Saved entries:
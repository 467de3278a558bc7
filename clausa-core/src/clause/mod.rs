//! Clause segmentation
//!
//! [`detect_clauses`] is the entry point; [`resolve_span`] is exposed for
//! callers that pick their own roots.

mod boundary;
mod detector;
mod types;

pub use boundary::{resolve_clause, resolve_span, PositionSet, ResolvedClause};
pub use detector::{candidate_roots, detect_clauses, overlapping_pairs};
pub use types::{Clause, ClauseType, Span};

*Try it*: Nothing in the data may be omitted; transcribe it exactly.

*Output for this exercise*:
repository 467de3278a558bc7
filename clausa-core/src/clause/mod.rs
//! Clause segmentation
//!
//! [`detect_clauses`] is the entry point; [`resolve_span`] is exposed for
//! callers that pick their own roots.

mod boundary;
mod detector;
mod types;

pub use boundary::{resolve_clause, resolve_span, PositionSet, ResolvedClause};
pub use detector::{candidate_roots, detect_clauses, overlapping_pairs};
pub use types::{Clause, ClauseType, Span};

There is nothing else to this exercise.